Stream Computing Platforms, Applications, and Analytics - overview
OverviewWe conduct research in the areas of data-intensive applications, analytics, and platforms with a particular focus on stream computing. Most of our research efforts come under the umbrella System S project, which spans several teams at the IBM Thomas J. Watson Research Center.
The stream processing computational paradigm consists of assimilating data readings from collections of software or hardware sensors in stream form (i.e., as an infinite series of tuples), analyzing the data, and producing actionable results, possibly in stream format as well.
In a stream processing system, applications typically act as continuous queries, ingesting data continuously, analyzing and correlating the data, and generating a stream of results. Applications are represented as data-flow graphs composed of operators and interconnected by streams, as shown in the figure. The individual operators implement algorithms for data analysis, such as parsing, filtering, feature extraction, and classification. Such algorithms are typically single-pass because of the high data rates of external feeds (e.g., market information from stock exchanges, environmental sensors readings from sites in a forest, etc.).
Stream processing applications are usually constructed to identify new information by incrementally building models and assessing whether new data deviates from model predictions and, thus, is interesting in some way.

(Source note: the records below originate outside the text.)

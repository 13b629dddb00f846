//! Identifier generation for ledger records
//!
//! Keys are `<kind>#<uuid v7 as 32 hex chars>`. UUIDv7 leads with the
//! millisecond timestamp followed by a counter, so identifiers from one
//! generator sort lexicographically in creation order within each kind,
//! including ids created in the same millisecond.

use chrono::{DateTime, Utc};
use std::sync::Mutex;
use uuid::{ContextV7, NoContext, Timestamp, Uuid};

/// Namespace prefix for an identifier
#[derive(Debug, Clone, Copy, PartialEq, Eq, Hash)]
pub enum EntityKind {
    Player,
    Season,
    Game,
}

impl EntityKind {
    pub fn prefix(&self) -> &'static str {
        match self {
            EntityKind::Player => "player",
            EntityKind::Season => "season",
            EntityKind::Game => "game",
        }
    }

    /// Prefix including the separator, as used in sort-key conditions
    pub fn key_prefix(&self) -> String {
        format!("{}#", self.prefix())
    }

    /// Check whether an identifier belongs to this namespace
    pub fn owns(&self, id: &str) -> bool {
        id.strip_prefix(self.prefix())
            .is_some_and(|rest| rest.starts_with('#'))
    }
}

impl std::fmt::Display for EntityKind {
    fn fmt(&self, f: &mut std::fmt::Formatter<'_>) -> std::fmt::Result {
        write!(f, "{}", self.prefix())
    }
}

/// Source of record identifiers
pub trait IdGenerator: Send + Sync {
    /// Generate a unique identifier for `kind`, seeded by `at`
    fn generate(&self, kind: EntityKind, at: DateTime<Utc>) -> String;
}

/// Production generator backed by UUIDv7
///
/// The shared context keeps ids monotonic: within one millisecond, or when
/// `at` runs backwards, the counter advances instead.
pub struct TimeOrderedIdGenerator {
    context: Mutex<ContextV7>,
}

impl TimeOrderedIdGenerator {
    pub fn new() -> Self {
        Self {
            context: Mutex::new(ContextV7::new()),
        }
    }
}

impl Default for TimeOrderedIdGenerator {
    fn default() -> Self {
        Self::new()
    }
}

impl IdGenerator for TimeOrderedIdGenerator {
    fn generate(&self, kind: EntityKind, at: DateTime<Utc>) -> String {
        // UUIDv7 cannot express instants before the epoch
        let seconds = u64::try_from(at.timestamp()).unwrap_or(0);
        let nanos = at.timestamp_subsec_nanos();
        let timestamp = match self.context.lock() {
            Ok(context) => Timestamp::from_unix(&*context, seconds, nanos),
            Err(_) => Timestamp::from_unix(NoContext, seconds, nanos),
        };
        let uuid = Uuid::new_v7(timestamp);

        format!("{}#{}", kind.prefix(), uuid.simple())
    }
}

/// Get the current UTC timestamp
pub fn current_timestamp() -> DateTime<Utc> {
    Utc::now()
}

#[cfg(test)]
mod tests {
    use super::*;
    use chrono::Duration;

    #[test]
    fn test_generate_unique_ids() {
        let generator = TimeOrderedIdGenerator::new();
        let now = current_timestamp();

        let id1 = generator.generate(EntityKind::Game, now);
        let id2 = generator.generate(EntityKind::Game, now);
        assert_ne!(id1, id2);
    }

    #[test]
    fn test_ids_carry_kind_prefix() {
        let generator = TimeOrderedIdGenerator::new();
        let now = current_timestamp();

        let player = generator.generate(EntityKind::Player, now);
        let season = generator.generate(EntityKind::Season, now);
        let game = generator.generate(EntityKind::Game, now);

        assert!(player.starts_with("player#"));
        assert!(season.starts_with("season#"));
        assert!(game.starts_with("game#"));
        assert_eq!(game.len(), "game#".len() + 32);
    }

    #[test]
    fn test_ids_sort_by_timestamp() {
        let generator = TimeOrderedIdGenerator::new();
        let earlier = current_timestamp();
        let later = earlier + Duration::milliseconds(5);

        let first = generator.generate(EntityKind::Player, earlier);
        let second = generator.generate(EntityKind::Player, later);
        assert!(first < second);
    }

    #[test]
    fn test_ids_in_one_millisecond_keep_creation_order() {
        let generator = TimeOrderedIdGenerator::new();
        let now = current_timestamp();

        let ids: Vec<String> = (0..500)
            .map(|_| generator.generate(EntityKind::Season, now))
            .collect();

        let mut sorted = ids.clone();
        sorted.sort();
        assert_eq!(ids, sorted);
    }

    #[test]
    fn test_kind_ownership() {
        assert!(EntityKind::Player.owns("player#abc"));
        assert!(!EntityKind::Player.owns("players#abc"));
        assert!(!EntityKind::Game.owns("player#abc"));
        assert_eq!(EntityKind::Season.key_prefix(), "season#");
    }
}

For example, in a financial engineering application, one might be constructing pricing models for options on securities, while at the same time detecting mispriced quotes, from a live stock market feed. In such an application, the predictive model itself might be refined as more market data and other data sources become available (e.g., a feed with weather predictions, estimates on fuel prices, or headline news).
Streams applications may consist of dozens to hundreds of analytic operators, deployed on production systems hosting many other potentially interconnected stream applications, distributed over a large number of processing nodes.

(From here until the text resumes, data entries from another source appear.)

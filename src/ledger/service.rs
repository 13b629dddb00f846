//! Ledger service
//!
//! Entry point for every ledger operation. A game submission runs through
//! validation, season lookup, player resolution, rating and recording, and
//! either commits completely or returns an error.

use crate::error::{ErrorClass, PodiumError, Result};
use crate::identity::{current_timestamp, EntityKind, IdGenerator};
use crate::ledger::recorder::GameRecorder;
use crate::ledger::resolution::PlayerResolver;
use crate::metrics::MetricsCollector;
use crate::rating::{
    validate_season_config, MultiEloCalculator, PlacementEntry, RatingCalculator, RatingChange,
};
use crate::records::{
    player_key, season_key, StoredRecord, END_DATE_ATTRIBUTE, SEASON_SORT_KEY,
};
use crate::storage::{Condition, Index, Item, ItemKey, StorageGateway, WriteOp};
use crate::types::{Game, GameSubmission, Season, SeasonConfig, SeasonPlayer};
use chrono::{DateTime, Utc};
use serde_json::Value;
use std::sync::Arc;
use tracing::{debug, error, info, warn};

/// Season, player and game operations over one storage gateway
pub struct LedgerService {
    storage: Arc<dyn StorageGateway>,
    id_generator: Arc<dyn IdGenerator>,
    resolver: PlayerResolver,
    recorder: GameRecorder,
    default_config: SeasonConfig,
    metrics: Arc<MetricsCollector>,
}

impl LedgerService {
    pub fn new(
        storage: Arc<dyn StorageGateway>,
        id_generator: Arc<dyn IdGenerator>,
        default_config: SeasonConfig,
        metrics: Arc<MetricsCollector>,
    ) -> Self {
        Self {
            resolver: PlayerResolver::new(storage.clone(), id_generator.clone()),
            recorder: GameRecorder::new(storage.clone(), id_generator.clone()),
            storage,
            id_generator,
            default_config,
            metrics,
        }
    }

    pub fn metrics(&self) -> Arc<MetricsCollector> {
        self.metrics.clone()
    }

    pub fn storage(&self) -> Arc<dyn StorageGateway> {
        self.storage.clone()
    }

    /// Record one game and update the rating of every participant
    ///
    /// Submitting the same game twice records it twice.
    pub async fn submit_game(&self, submission: GameSubmission) -> Result<Game> {
        let timer = self.metrics.start_timer();
        let participants = submission.results.len();

        match self.process_submission(submission).await {
            Ok((game, changes, new_players)) => {
                self.metrics.record_game(&changes, new_players, timer.stop());
                Ok(game)
            }
            Err(e) => {
                let kind = e
                    .downcast_ref::<PodiumError>()
                    .map(PodiumError::kind)
                    .unwrap_or("unclassified");
                let class = e
                    .downcast_ref::<PodiumError>()
                    .map(PodiumError::class)
                    .unwrap_or(ErrorClass::Server);

                match class {
                    ErrorClass::Server => error!(
                        "Game submission with {} participants failed: {}",
                        participants, e
                    ),
                    _ => warn!(
                        "Game submission with {} participants rejected: {}",
                        participants, e
                    ),
                }

                self.metrics.record_submission_failure(kind, timer.stop());
                Err(e)
            }
        }
    }

    async fn process_submission(
        &self,
        submission: GameSubmission,
    ) -> Result<(Game, Vec<RatingChange>, usize)> {
        validate_submission(&submission)?;

        let season = self.get_season(&submission.season_id).await?;
        let at = current_timestamp();

        let participants = self
            .resolver
            .resolve(&season, &submission.results, at)
            .await?;

        let entries: Vec<PlacementEntry> = participants
            .iter()
            .map(|participant| {
                PlacementEntry::new(
                    participant.player.id.clone(),
                    participant.placement,
                    participant.player.elo,
                )
            })
            .collect();

        let calculator = MultiEloCalculator::for_season(&season.config)?;
        let changes = calculator.calculate_rating_changes(&entries)?;

        debug!(
            "Computed ratings for season {} with {}",
            season.id,
            calculator.config()
        );

        let game = self
            .recorder
            .record(&season, &participants, &changes, at)
            .await?;
        let new_players = participants.iter().filter(|p| p.is_new).count();

        Ok((game, changes, new_players))
    }

    /// Create a season, falling back to the configured rating defaults
    pub async fn create_season(
        &self,
        name: &str,
        config: Option<SeasonConfig>,
    ) -> Result<Season> {
        let name = name.trim();
        if name.is_empty() {
            return Err(PodiumError::invalid_input("A season needs a non-empty name").into());
        }

        let config = config.unwrap_or(self.default_config);
        validate_season_config(&config)?;

        let now = current_timestamp();
        let season = Season {
            id: self.id_generator.generate(EntityKind::Season, now),
            name: name.to_string(),
            created_at: now,
            start_date: now,
            end_date: None,
            config,
        };

        self.storage
            .transact_write(vec![WriteOp::Put {
                item: season.to_item()?,
                conditions: vec![Condition::KeyAbsent],
            }])
            .await
            .map_err(|e| persistence_error("save season", e))?;

        self.metrics.record_season_created();
        info!("Created season {} ('{}')", season.id, season.name);

        Ok(season)
    }

    pub async fn get_season(&self, season_id: &str) -> Result<Season> {
        let item = self
            .storage
            .get(&season_key(season_id))
            .await
            .map_err(|e| persistence_error("read season", e))?;

        match item {
            Some(item) => Ok(Season::from_item(item)?),
            None => Err(PodiumError::SeasonNotFound {
                season_id: season_id.to_string(),
            }
            .into()),
        }
    }

    /// All seasons, oldest first
    pub async fn list_seasons(&self) -> Result<Vec<Season>> {
        let items = self
            .storage
            .query(Index::Seasons, SEASON_SORT_KEY, &EntityKind::Season.key_prefix())
            .await
            .map_err(|e| persistence_error("list seasons", e))?;

        items
            .into_iter()
            .map(|item| Season::from_item(item).map_err(Into::into))
            .collect()
    }

    /// Close a season. A season can only be ended once.
    pub async fn end_season(&self, season_id: &str, at: DateTime<Utc>) -> Result<Season> {
        let mut season = self.get_season(season_id).await?;
        if let Some(end_date) = season.end_date {
            return Err(PodiumError::invalid_input(format!(
                "Season {} already ended at {}",
                season_id,
                end_date.to_rfc3339()
            ))
            .into());
        }

        season.end_date = Some(at);

        let mut set = Item::new();
        set.insert(END_DATE_ATTRIBUTE.to_string(), serde_json::to_value(at)?);

        self.storage
            .transact_write(vec![WriteOp::Update {
                key: season.key(),
                set,
                increment: Vec::new(),
                conditions: vec![
                    Condition::KeyPresent,
                    Condition::AttributeEquals {
                        name: END_DATE_ATTRIBUTE.to_string(),
                        value: Value::Null,
                    },
                ],
            }])
            .await
            .map_err(|e| persistence_error("end season", e))?;

        info!("Ended season {}", season_id);
        Ok(season)
    }

    /// Add a player to a season before their first game
    pub async fn register_player(&self, season_id: &str, name: &str) -> Result<SeasonPlayer> {
        if name.trim().is_empty() {
            return Err(PodiumError::invalid_input("A player needs a non-empty name").into());
        }

        let season = self.get_season(season_id).await?;
        let player = self.resolver.mint_player(&season, name, current_timestamp());

        self.storage
            .transact_write(vec![WriteOp::Put {
                item: player.to_item()?,
                conditions: vec![Condition::KeyAbsent],
            }])
            .await
            .map_err(|e| persistence_error("save player", e))?;

        self.metrics.record_player_registered();
        info!("Registered player {} in season {}", player.id, season.id);

        Ok(player)
    }

    pub async fn get_player(&self, season_id: &str, player_id: &str) -> Result<SeasonPlayer> {
        let item = self
            .storage
            .get(&player_key(player_id, season_id))
            .await
            .map_err(|e| persistence_error("read player", e))?;

        match item {
            Some(item) => Ok(SeasonPlayer::from_item(item)?),
            None => Err(PodiumError::PlayerNotFound {
                player_id: player_id.to_string(),
                season_id: season_id.to_string(),
            }
            .into()),
        }
    }

    /// All players of a season, oldest first
    pub async fn list_players(&self, season_id: &str) -> Result<Vec<SeasonPlayer>> {
        self.get_season(season_id).await?;

        let items = self
            .storage
            .query(
                Index::SeasonMembers,
                season_id,
                &EntityKind::Player.key_prefix(),
            )
            .await
            .map_err(|e| persistence_error("list players", e))?;

        items
            .into_iter()
            .map(|item| SeasonPlayer::from_item(item).map_err(Into::into))
            .collect()
    }

    /// Look up a game by id alone
    pub async fn get_game(&self, game_id: &str) -> Result<Game> {
        if !EntityKind::Game.owns(game_id) {
            return Err(PodiumError::GameNotFound {
                game_id: game_id.to_string(),
            }
            .into());
        }

        let items = self
            .storage
            .query(Index::Primary, game_id, &EntityKind::Season.key_prefix())
            .await
            .map_err(|e| persistence_error("read game", e))?;

        match items.into_iter().next() {
            Some(item) => Ok(Game::from_item(item)?),
            None => Err(PodiumError::GameNotFound {
                game_id: game_id.to_string(),
            }
            .into()),
        }
    }

    /// All games of a season, oldest first
    pub async fn list_games(&self, season_id: &str) -> Result<Vec<Game>> {
        self.get_season(season_id).await?;

        let items = self
            .storage
            .query(
                Index::SeasonMembers,
                season_id,
                &EntityKind::Game.key_prefix(),
            )
            .await
            .map_err(|e| persistence_error("list games", e))?;

        items
            .into_iter()
            .map(|item| Game::from_item(item).map_err(Into::into))
            .collect()
    }

    /// Probe storage with a cheap read
    pub async fn check_storage(&self) -> Result<()> {
        self.storage
            .get(&ItemKey::new("health#probe", SEASON_SORT_KEY))
            .await
            .map(|_| ())
    }
}

/// Reject submissions the rating engine could never accept
pub fn validate_submission(submission: &GameSubmission) -> Result<()> {
    if submission.season_id.trim().is_empty() {
        return Err(PodiumError::invalid_input("seasonId is required").into());
    }

    if submission.results.len() < 2 {
        return Err(PodiumError::invalid_input(format!(
            "A game needs at least 2 results, got {}",
            submission.results.len()
        ))
        .into());
    }

    if let Some(result) = submission.results.iter().find(|r| r.placement == 0) {
        return Err(PodiumError::invalid_input(format!(
            "Placements start at 1, got 0 for {}",
            result
                .player_id
                .clone()
                .unwrap_or_else(|| result.player_name.clone())
        ))
        .into());
    }

    Ok(())
}

fn persistence_error(action: &str, error: anyhow::Error) -> anyhow::Error {
    error!("Failed to {}: {}", action, error);
    PodiumError::persistence_failed(format!("Failed to {}: {}", action, error)).into()
}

System S is a distributed stream processing platform under development by our group. The project consists of a multi-disciplinary effort, bringing together researchers from several Computer Science areas from High Performance Systems, Programming Languages, Knowledge Representation, Data Management, to Optimization, and Analytics (including experts from signal processing and data mining areas).
The System S prototype is capable of running large distributed data analysis applications, demonstrating the ingestion and processing of high-bandwidth multi-modal data streams (audio, video, text, low-level network traffic, among others). System S prototype has been productized under the name IBM InfoSphere Streams. Advanced research in the area of stream computing still continues on the research prototype.
Areas of Research
Our group conducts research in the following areas:
- Systems: Runtime design for distributed stream processing systems, including transport, scheduling, parallelization, debugging and profiling, fault-tolerance, load shedding, hardware acceleration, to name a few.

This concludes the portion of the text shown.